EXERCISE REQUIREMENTS
Show every line from the data below that includes "Debug".

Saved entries
============
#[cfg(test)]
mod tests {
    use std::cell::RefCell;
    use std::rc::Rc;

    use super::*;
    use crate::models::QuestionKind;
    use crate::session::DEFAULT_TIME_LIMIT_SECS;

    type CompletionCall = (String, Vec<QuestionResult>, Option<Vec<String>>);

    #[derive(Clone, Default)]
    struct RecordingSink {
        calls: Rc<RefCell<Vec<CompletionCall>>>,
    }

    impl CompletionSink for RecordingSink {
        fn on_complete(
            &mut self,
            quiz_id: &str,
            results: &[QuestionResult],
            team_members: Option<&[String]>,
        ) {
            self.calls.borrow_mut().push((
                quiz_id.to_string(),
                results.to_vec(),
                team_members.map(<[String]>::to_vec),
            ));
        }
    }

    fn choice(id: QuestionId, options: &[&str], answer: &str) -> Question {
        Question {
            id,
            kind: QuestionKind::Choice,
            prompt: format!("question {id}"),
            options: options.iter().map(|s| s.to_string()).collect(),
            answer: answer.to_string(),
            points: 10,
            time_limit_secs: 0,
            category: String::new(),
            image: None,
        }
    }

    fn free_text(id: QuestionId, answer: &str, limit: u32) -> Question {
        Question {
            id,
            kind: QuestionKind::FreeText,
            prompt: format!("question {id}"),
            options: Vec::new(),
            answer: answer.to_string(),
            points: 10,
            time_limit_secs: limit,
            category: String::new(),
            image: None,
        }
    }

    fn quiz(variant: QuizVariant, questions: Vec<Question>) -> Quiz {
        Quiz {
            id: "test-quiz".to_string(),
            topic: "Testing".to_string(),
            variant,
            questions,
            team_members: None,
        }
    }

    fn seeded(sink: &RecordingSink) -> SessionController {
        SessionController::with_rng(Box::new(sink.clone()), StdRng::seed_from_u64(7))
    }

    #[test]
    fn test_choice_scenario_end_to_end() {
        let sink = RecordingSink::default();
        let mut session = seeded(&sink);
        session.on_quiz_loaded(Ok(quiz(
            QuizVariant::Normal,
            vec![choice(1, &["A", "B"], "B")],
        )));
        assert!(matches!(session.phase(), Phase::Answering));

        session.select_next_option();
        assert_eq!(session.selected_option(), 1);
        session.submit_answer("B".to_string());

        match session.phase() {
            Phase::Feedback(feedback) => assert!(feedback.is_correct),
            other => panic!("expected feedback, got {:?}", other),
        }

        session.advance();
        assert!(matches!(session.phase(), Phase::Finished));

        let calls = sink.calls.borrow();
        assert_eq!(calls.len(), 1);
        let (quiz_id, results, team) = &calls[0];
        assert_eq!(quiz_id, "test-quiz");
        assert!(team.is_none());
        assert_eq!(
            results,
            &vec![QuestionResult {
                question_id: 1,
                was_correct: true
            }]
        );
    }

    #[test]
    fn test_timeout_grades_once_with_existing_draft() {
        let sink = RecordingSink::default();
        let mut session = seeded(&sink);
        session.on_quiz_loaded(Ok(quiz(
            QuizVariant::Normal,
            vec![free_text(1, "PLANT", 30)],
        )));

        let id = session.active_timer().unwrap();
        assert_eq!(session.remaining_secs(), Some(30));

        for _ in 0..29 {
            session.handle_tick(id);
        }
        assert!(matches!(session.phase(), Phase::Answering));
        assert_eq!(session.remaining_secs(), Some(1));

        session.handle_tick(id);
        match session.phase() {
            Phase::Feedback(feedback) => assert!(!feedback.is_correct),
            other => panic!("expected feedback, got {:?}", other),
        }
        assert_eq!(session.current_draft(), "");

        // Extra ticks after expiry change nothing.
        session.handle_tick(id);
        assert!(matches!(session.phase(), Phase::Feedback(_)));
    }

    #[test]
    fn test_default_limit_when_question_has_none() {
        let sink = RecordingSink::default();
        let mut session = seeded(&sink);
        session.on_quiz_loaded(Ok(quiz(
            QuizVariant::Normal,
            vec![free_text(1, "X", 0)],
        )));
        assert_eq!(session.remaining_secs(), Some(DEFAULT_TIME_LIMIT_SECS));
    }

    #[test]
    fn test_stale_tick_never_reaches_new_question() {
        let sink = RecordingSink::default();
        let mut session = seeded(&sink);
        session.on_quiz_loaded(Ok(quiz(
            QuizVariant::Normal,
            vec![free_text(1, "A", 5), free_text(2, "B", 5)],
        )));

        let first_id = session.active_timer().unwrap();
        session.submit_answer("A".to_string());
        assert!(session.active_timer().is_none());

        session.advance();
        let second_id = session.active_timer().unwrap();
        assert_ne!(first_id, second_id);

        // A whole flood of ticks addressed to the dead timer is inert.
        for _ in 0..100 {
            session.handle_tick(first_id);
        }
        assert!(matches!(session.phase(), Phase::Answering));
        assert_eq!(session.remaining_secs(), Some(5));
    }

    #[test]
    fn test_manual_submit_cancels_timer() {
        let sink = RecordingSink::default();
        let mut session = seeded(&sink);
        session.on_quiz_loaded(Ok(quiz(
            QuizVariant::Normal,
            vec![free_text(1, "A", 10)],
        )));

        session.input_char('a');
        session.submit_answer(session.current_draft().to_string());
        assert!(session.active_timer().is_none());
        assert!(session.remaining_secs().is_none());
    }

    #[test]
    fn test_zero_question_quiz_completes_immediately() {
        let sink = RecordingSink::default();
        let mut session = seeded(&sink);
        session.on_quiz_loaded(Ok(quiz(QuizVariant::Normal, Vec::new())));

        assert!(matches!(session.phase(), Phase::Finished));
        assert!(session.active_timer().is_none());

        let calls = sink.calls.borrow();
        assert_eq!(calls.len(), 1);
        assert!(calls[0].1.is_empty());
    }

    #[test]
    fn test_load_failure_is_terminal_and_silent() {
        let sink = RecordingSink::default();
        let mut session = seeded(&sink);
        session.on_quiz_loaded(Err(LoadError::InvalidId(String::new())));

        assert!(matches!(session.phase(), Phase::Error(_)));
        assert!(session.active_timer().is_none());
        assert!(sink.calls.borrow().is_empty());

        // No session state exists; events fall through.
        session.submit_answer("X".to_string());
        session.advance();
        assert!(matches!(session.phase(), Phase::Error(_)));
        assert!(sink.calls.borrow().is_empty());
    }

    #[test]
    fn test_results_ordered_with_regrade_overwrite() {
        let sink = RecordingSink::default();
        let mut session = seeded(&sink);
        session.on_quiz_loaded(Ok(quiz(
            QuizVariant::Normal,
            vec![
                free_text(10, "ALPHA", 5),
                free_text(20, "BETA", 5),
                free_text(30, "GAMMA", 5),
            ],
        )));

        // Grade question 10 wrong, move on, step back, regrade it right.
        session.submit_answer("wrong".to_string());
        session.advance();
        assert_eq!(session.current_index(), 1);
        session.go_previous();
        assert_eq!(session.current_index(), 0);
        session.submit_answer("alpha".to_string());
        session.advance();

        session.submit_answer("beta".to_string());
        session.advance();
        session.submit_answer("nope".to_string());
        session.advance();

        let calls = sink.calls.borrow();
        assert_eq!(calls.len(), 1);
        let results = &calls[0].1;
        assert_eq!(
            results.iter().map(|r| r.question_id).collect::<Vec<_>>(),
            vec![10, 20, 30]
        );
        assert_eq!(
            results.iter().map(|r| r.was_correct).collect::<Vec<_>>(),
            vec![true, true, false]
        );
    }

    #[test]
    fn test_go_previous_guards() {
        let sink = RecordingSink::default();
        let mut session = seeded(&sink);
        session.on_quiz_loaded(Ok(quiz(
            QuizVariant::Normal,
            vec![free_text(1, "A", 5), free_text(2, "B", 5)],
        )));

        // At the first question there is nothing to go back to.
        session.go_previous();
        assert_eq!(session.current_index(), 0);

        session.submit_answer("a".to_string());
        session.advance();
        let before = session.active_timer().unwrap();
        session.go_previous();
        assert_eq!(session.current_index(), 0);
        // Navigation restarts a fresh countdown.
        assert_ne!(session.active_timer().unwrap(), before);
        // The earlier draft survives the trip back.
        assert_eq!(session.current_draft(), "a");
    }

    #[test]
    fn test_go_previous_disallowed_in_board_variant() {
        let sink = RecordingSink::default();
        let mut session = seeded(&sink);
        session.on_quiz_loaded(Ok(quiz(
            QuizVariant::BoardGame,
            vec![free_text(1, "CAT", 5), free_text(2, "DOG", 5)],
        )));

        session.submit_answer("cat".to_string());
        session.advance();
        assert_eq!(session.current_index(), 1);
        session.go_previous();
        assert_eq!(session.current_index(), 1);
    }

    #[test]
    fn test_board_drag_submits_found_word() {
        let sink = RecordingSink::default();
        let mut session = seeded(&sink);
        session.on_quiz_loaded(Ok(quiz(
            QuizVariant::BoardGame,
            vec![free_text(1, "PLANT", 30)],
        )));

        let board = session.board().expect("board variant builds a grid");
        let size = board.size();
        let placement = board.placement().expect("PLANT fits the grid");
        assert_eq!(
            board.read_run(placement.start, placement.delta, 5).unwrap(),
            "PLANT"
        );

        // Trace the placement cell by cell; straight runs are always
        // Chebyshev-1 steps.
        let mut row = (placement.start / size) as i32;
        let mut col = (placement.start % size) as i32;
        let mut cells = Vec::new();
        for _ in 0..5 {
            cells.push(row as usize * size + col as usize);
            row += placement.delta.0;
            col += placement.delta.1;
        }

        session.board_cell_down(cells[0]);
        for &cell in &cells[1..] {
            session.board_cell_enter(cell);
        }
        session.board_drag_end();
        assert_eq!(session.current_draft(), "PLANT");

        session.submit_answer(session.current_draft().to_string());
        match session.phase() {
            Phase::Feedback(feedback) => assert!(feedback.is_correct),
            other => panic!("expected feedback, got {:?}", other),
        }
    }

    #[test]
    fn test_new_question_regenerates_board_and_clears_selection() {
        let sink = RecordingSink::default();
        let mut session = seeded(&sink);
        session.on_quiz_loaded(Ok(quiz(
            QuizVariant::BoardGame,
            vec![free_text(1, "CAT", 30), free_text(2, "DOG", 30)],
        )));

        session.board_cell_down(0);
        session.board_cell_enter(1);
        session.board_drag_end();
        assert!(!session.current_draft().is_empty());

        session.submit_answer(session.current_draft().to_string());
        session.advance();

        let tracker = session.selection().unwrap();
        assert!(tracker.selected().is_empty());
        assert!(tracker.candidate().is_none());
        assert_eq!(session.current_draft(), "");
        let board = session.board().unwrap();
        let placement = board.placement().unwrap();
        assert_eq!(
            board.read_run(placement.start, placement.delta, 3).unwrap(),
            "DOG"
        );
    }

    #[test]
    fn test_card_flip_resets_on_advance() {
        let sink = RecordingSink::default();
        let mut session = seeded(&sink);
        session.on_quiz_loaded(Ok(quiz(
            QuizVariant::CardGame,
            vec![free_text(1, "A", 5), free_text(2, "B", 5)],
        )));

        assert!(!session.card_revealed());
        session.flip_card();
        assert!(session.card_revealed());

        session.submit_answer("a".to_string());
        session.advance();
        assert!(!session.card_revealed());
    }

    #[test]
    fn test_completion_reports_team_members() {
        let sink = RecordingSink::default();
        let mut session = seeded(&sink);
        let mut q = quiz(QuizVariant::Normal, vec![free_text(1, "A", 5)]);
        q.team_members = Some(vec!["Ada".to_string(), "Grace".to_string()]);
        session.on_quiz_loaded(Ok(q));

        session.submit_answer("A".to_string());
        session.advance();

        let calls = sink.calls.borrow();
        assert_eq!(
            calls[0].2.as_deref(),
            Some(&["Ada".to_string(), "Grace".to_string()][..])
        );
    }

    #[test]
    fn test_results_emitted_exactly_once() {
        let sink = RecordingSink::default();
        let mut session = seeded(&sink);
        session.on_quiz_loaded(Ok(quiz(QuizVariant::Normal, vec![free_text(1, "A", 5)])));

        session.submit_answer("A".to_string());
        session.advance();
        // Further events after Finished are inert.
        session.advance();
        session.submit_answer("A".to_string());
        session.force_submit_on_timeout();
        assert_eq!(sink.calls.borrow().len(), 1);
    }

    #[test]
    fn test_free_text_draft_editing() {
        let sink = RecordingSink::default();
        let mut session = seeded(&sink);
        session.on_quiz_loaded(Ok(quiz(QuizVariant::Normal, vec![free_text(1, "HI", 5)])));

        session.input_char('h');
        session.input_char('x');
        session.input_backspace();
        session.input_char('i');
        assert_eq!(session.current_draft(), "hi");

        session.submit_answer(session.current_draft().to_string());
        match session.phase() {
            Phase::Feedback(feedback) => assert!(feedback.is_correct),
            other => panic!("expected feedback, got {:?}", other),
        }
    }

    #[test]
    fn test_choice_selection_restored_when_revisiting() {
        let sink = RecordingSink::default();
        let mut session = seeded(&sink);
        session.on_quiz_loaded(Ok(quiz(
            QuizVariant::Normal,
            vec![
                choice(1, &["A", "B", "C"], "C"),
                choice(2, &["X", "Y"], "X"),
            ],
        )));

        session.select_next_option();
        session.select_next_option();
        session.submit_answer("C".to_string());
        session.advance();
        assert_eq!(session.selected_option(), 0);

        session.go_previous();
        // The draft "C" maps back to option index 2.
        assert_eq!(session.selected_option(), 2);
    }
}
============
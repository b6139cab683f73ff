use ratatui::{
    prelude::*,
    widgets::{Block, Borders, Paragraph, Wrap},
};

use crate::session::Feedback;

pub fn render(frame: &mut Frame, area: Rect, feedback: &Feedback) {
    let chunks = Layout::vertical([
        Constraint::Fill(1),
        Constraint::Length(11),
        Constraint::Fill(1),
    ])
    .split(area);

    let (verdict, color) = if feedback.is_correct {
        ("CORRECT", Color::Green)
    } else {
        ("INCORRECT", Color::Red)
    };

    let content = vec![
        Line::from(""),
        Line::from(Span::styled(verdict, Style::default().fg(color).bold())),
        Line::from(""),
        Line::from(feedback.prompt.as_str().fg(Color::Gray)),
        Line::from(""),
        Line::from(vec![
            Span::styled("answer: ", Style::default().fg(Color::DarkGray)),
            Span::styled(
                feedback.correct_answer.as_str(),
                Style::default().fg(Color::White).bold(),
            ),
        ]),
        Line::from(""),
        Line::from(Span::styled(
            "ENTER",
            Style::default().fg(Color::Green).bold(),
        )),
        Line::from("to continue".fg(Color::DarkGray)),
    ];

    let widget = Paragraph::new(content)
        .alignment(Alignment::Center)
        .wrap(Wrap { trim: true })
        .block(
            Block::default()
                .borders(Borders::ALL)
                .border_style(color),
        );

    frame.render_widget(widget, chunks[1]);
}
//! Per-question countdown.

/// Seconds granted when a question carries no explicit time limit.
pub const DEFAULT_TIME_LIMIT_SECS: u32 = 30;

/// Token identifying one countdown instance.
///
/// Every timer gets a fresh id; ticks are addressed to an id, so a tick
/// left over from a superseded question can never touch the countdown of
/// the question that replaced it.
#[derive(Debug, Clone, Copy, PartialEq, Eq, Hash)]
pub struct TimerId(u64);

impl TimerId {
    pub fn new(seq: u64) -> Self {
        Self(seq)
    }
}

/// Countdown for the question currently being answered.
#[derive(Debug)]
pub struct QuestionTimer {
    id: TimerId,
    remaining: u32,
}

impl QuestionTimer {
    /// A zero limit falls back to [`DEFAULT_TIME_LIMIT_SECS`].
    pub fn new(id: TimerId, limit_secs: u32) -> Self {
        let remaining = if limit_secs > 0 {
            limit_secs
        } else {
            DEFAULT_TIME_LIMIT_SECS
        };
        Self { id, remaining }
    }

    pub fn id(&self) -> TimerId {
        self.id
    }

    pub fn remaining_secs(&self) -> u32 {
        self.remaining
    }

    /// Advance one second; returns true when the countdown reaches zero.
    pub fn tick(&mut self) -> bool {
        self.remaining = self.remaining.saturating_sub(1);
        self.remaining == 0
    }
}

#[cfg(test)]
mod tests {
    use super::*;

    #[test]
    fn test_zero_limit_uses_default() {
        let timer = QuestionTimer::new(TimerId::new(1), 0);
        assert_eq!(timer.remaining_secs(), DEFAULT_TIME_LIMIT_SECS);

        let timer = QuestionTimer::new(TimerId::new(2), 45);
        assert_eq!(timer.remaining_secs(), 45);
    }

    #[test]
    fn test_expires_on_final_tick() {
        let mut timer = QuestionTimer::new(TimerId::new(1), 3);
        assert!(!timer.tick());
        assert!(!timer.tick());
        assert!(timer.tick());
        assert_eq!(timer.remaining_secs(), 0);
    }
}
============
SOLUTION TO THE EXERCISE
#[derive(Debug, Clone, Copy, PartialEq, Eq, Hash)]
#[derive(Debug)]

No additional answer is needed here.